Tarantool development patches archive
 help / color / mirror / Atom feed
From: imeevma@tarantool.org
To: tarantool-patches@freelists.org
Subject: [tarantool-patches] [PATCH v1 1/1] sql: UPPER and LOWER support COLLATE
Date: Fri, 27 Jul 2018 18:40:09 +0300	[thread overview]
Message-ID: <76c1c2215de0e9d35e9501158efb1eea8ecfa52b.1532705640.git.imeevma@gmail.com> (raw)
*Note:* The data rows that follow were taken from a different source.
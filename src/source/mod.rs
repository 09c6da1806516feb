//! Collaborator interfaces the measurement core consumes.
//!
//! Frame callbacks, decode counters and animation frames come from the host
//! environment; each is a trait so a session can be driven by the browser
//! bridge, by the synthetic sources, or by test fakes.

pub mod locator;
pub mod synthetic;

use std::sync::Arc;

use async_trait::async_trait;
use tokio::time::Instant;

use crate::{FrameEvent, meter::decode::DecodeCounters};

/// One-shot per-frame notification subscription bound to a video element.
#[async_trait]
pub trait FrameSource: Send {
    /// Arms the frame callback and waits for the next event. Returns `None`
    /// once the element is gone (navigation, unload, unsubscribe).
    ///
    /// Implementations must be cancel-safe: the session driver drops the
    /// pending future whenever a tick or stop signal wins the race.
    async fn next_event(&mut self) -> Option<FrameEvent>;

    /// Current playback rate of the bound element.
    fn playback_rate(&self) -> f64;

    /// Removes the seek listener and stops re-arming.
    fn unsubscribe(&mut self);
}

/// Polled cumulative decoded/dropped counters.
pub trait DecodeCounterSource: Send + Sync {
    /// `None` when the platform does not expose the counters.
    fn counters(&self) -> Option<DecodeCounters>;
}

/// Display animation-frame callbacks used to measure the refresh rate.
#[async_trait]
pub trait AnimationFrameSource: Send {
    async fn next_frame(&mut self) -> Option<Instant>;
}

/// Everything a recording session reads from.
pub struct SessionSources {
    pub frames: Box<dyn FrameSource>,
    pub decode: Arc<dyn DecodeCounterSource>,
    pub display: Option<Box<dyn AnimationFrameSource>>,
}

impl SessionSources {
    pub fn new<F>(frames: F, decode: Arc<dyn DecodeCounterSource>) -> Self
    where
        F: FrameSource + 'static,
    {
        Self {
            frames: Box::new(frames),
            decode,
            display: None,
        }
    }

    pub fn with_display<A>(mut self, display: A) -> Self
    where
        A: AnimationFrameSource + 'static,
    {
        self.display = Some(Box::new(display));
        self
    }
}

/// Decode source for platforms without decode counters.
#[derive(Debug, Default, Clone, Copy)]
pub struct NoDecodeCounters;

impl DecodeCounterSource for NoDecodeCounters {
    fn counters(&self) -> Option<DecodeCounters> {
        None
    }
}
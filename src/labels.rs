//! Display labels for camelCase artifact keys.

/// Splits a camelCase key into words and capitalizes the first and last word.
///
/// Runs of capitals are kept together as one word, so `effectiveFPSAvg`
/// becomes `Effective FPS Avg`. The first and last words are lowercased after
/// their initial, which turns a trailing acronym into `Fps`. Keys that do not
/// start with a lowercase word are returned unchanged.
pub fn humanize_label(key: &str) -> String {
    let words = split_camel_case(key);
    if words.is_empty() {
        return key.to_string();
    }

    let last = words.len() - 1;
    words
        .iter()
        .enumerate()
        .map(|(index, word)| {
            if index == 0 || index == last {
                capitalize(word)
            } else {
                word.to_string()
            }
        })
        .collect::<Vec<_>>()
        .join(" ")
}

fn split_camel_case(key: &str) -> Vec<&str> {
    let chars: Vec<(usize, char)> = key.char_indices().collect();
    if !chars.first().is_some_and(|(_, c)| c.is_ascii_lowercase())
        || !chars.iter().all(|(_, c)| c.is_ascii_alphabetic())
    {
        return Vec::new();
    }

    let mut words = Vec::new();
    let mut start = 0;
    for window in 1..chars.len() {
        let (index, current) = chars[window];
        let previous = chars[window - 1].1;
        let next = chars.get(window + 1).map(|(_, c)| *c);
        let boundary = if current.is_ascii_uppercase() {
            // A new word starts at a capital following a lowercase letter, or
            // at the last capital of an acronym run that precedes lowercase.
            previous.is_ascii_lowercase()
                || next.is_some_and(|next| next.is_ascii_lowercase())
        } else {
            false
        };
        if boundary {
            words.push(&key[start..index]);
            start = index;
        }
    }
    words.push(&key[start..]);
    words
}

fn capitalize(word: &str) -> String {
    let mut chars = word.chars();
    match chars.next() {
        Some(first) => first.to_ascii_uppercase().to_string() + &chars.as_str().to_ascii_lowercase(),
        None => String::new(),
    }
}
SQL functions UPPER and LOWER now works
with COLLATE as they should according to
ANSI Standart.

Closes #3052.
---
Branch: https://github.com/tarantool/tarantool/tree/imeevma/gh-3052-collate-for-upper-lower
Issue: https://github.com/tarantool/tarantool/issues/3052

 src/box/sql/func.c          | 18 ++++++++++-----
 test/sql/collation.result   | 53 +++++++++++++++++++++++++++++++++++++++++++++
 test/sql/collation.test.lua | 20 +++++++++++++++++
 3 files changed, 86 insertions(+), 5 deletions(-)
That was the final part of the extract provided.